This project will use Experience Based Co-design to develop and evaluate alternatives to traditional, physician led, hospital scheduled consultations as part of a wider Integrated Respiratory Pathway

Read comments 29
  • Shortlisted idea
  • 2019

Meet the team

Also:

  • Kelly Matthews - Gloucestershire CCG
  • Andrew White - GHNHSFT
  • Adam Usher - GHNHSFT
  • Kathy Campbell - GCS

What is the challenge your project is going to address and how does it connect to your chosen theme?

Within Gloucestershire there has been an inexorable rise in both new referrals and follow-up attendances within secondary care outpatient clinics.  From 2017/18 to 2018/19 referrals rose by 17.8% (1213 additional referrals) and follow-up attendances rose by 4.4% (656 additional attendances).  As indicated within these data, a large proportion of the new referrals do not result in subsequent follow-up attendances.  Likewise, a significant portion of patients who do require to be under secondary care review, do not require scheduled face-to-face review, but rather a responsive service which can see them at the point of need.

We are exploring alternatives to face-to-face review for both follow-up and new referrals, in order to improve capacity, and also to better support primary care colleagues in managing these patients in the community.  In order to assess this, we need to ensure that stakeholders, both from primary care and patient groups, are involved in development of new pathways.

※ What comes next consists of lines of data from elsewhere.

//! DLMS/COSEM client implementation
//!
//! This crate provides client-side functionality for connecting to
//! DLMS/COSEM devices: a [`ConnectionBuilder`] validates transport, session
//! and security settings and yields a [`DlmsConnection`] that opens the
//! association (including HLS), exchanges xDLMS APDUs and releases it.

pub mod connection;

pub use connection::{ConnectionBuilder, ConnectionState, DEFAULT_RESPONSE_TIMEOUT, DlmsConnection};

What does your project aim to achieve?

To design an innovative service which is fit for purpose, we will engage both patients and referring clinicians.  We will use their experience to co-design a new model for respiratory outpatient services.  This must be a responsive service, suiting the needs of the patient, rather than the convenience of the hospital.

Funding will facilitate co-design of a new respiratory model to be piloted for a defined group of respiratory patients.  Funding is required for EBCD workshops with stakeholders and patients and project development.

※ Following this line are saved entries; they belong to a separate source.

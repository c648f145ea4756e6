//! Extension points for the embedding application
//!
//! Both traits are injected when the listener is built and called
//! synchronously from the connection worker.

use async_trait::async_trait;
use dlms_application::{Association, ConnectionInfo, ExceptionResponse};
use dlms_core::DlmsResult;

/// Serves the xDLMS requests of an established association
///
/// `request` is already deciphered; the returned response is ciphered by
/// the worker when the context requires it.
#[async_trait]
pub trait RequestHandler: Send + Sync {
    async fn handle_request(&self, association: &Association, request: &[u8]) -> DlmsResult<Vec<u8>>;
}

/// Answers every request with `service-not-supported`
#[derive(Debug, Clone, Copy, Default)]
pub struct UnsupportedServiceHandler;

#[async_trait]
impl RequestHandler for UnsupportedServiceHandler {
    async fn handle_request(&self, association: &Association, request: &[u8]) -> DlmsResult<Vec<u8>> {
        log::debug!(
            "Connection {}: no handler for APDU 0x{:02X}",
            association.connection_id,
            request.first().copied().unwrap_or_default()
        );
        Ok(ExceptionResponse::service_not_supported().encode())
    }
}

/// Observer of connection status and request traffic
#[cfg_attr(test, mockall::automock)]
pub trait ConnectionListener: Send + Sync {
    /// Called when a connection opens and again when it closes
    fn connection_changed(&self, info: &ConnectionInfo);

    /// Called with every deciphered request before it reaches the handler
    fn before_dispatch(&self, _connection_id: u64, _request: &[u8]) {}
}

Funding is required time for formal evaluation of this pilot, using Patient Activation Measures (including MyCAW) and Patient Reported Experience Measures, conventional metrics and qualitative assessment to ensure the new model is acceptable to patients and clinicians.

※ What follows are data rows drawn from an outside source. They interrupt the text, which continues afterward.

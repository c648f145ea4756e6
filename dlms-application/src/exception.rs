//! Exception response for requests the server cannot serve

use dlms_core::{DlmsError, DlmsResult};

pub const EXCEPTION_RESPONSE_TAG: u8 = 0xD8;

#[derive(Debug, Clone, Copy, PartialEq, Eq, Hash)]
pub enum StateError {
    ServiceNotAllowed = 1,
    ServiceUnknown = 2,
}

#[derive(Debug, Clone, Copy, PartialEq, Eq, Hash)]
pub enum ServiceError {
    OperationNotPossible = 1,
    ServiceNotSupported = 2,
    OtherReason = 3,
    PduTooLong = 4,
    DecipheringError = 5,
    InvocationCounterError = 6,
}

/// `exception-response` APDU: `D8 <state-error> <service-error>`
#[derive(Debug, Clone, Copy, PartialEq, Eq)]
pub struct ExceptionResponse {
    pub state_error: StateError,
    pub service_error: ServiceError,
}

impl ExceptionResponse {
    pub fn new(state_error: StateError, service_error: ServiceError) -> Self {
        Self {
            state_error,
            service_error,
        }
    }

    /// Answer to a request no handler serves
    pub fn service_not_supported() -> Self {
        Self::new(StateError::ServiceUnknown, ServiceError::ServiceNotSupported)
    }

    /// Answer to a request arriving before the association allows it
    pub fn service_not_allowed() -> Self {
        Self::new(StateError::ServiceNotAllowed, ServiceError::OperationNotPossible)
    }

    pub fn encode(&self) -> Vec<u8> {
        vec![EXCEPTION_RESPONSE_TAG, self.state_error as u8, self.service_error as u8]
    }

    pub fn decode(data: &[u8]) -> DlmsResult<Self> {
        let [tag, state, service] = data else {
            return Err(DlmsError::InvalidData(format!(
                "Exception response must be 3 bytes, got {}",
                data.len()
            )));
        };
        if *tag != EXCEPTION_RESPONSE_TAG {
            return Err(DlmsError::InvalidData(format!("Not an exception response: 0x{:02X}", tag)));
        }
        let state_error = match state {
            1 => StateError::ServiceNotAllowed,
            2 => StateError::ServiceUnknown,
            other => return Err(DlmsError::InvalidData(format!("Invalid state error {}", other))),
        };
        let service_error = match service {
            1 => ServiceError::OperationNotPossible,
            2 => ServiceError::ServiceNotSupported,
            3 => ServiceError::OtherReason,
            4 => ServiceError::PduTooLong,
            5 => ServiceError::DecipheringError,
            6 => ServiceError::InvocationCounterError,
            other => return Err(DlmsError::InvalidData(format!("Invalid service error {}", other))),
        };
        Ok(Self::new(state_error, service_error))
    }
}

#[cfg(test)]
mod tests {
    use super::*;

    #[test]
    fn test_exception_response_wire_form() {
        assert_eq!(ExceptionResponse::service_not_supported().encode(), vec![0xD8, 0x02, 0x02]);
        assert_eq!(
            ExceptionResponse::decode(&[0xD8, 0x01, 0x06]).unwrap(),
            ExceptionResponse::new(StateError::ServiceNotAllowed, ServiceError::InvocationCounterError)
        );
        assert!(ExceptionResponse::decode(&[0xD8, 0x01]).is_err());
        assert!(ExceptionResponse::decode(&[0xD9, 0x01, 0x01]).is_err());
    }
}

Possible models may include:

– Hybrid telephone/face-to-face clinics

– Group consultations

– Primary Care MDT

– Symptom based diagnostic clinics

– Vulnerable patient primary care “board rounds”

How will the project be delivered?

This project encompasses patients, the secondary care respiratory team (consultants and specialist nurses), community respiratory team (respiratory practitioners) and CCG (GPs and commissioners).  Funding will enable project management support and qualitative/engagement expertise to ensure the service is appropriately designed and delivered, including expertise in experience based co-design (EBCD).  We will also require funding for formal evaluation of the new model.

An EBCD approach will be used to develop a new model, using both process and emotional mapping to agree an area and model to pilot. We will also make use of the QuIPPs panels to draw on independent patient comment and expertise.

This approach will mitigate the risk that models are not acceptable to stakeholders.  This is an area we have explored for some time as part of a new the integrated service, in a new ICS, with particular strengths in Quality Improvement and integrated working between secondary and primary care.

What and how is your project going to share learning throughout?

This project will give valuable learning to share with other specialties within Gloucestershire, and also outside the area about what alternative models of outpatient care are acceptable to patients and community clinicians, and also which methodologies work (and which are more problematic) for evaluation of such services.

This learning will be shared with local services, but also within the Q community to help others develop innovative services to address a common need.  We will seek to present our experience at regional meetings to share this learning and also to invite comment to allow further development.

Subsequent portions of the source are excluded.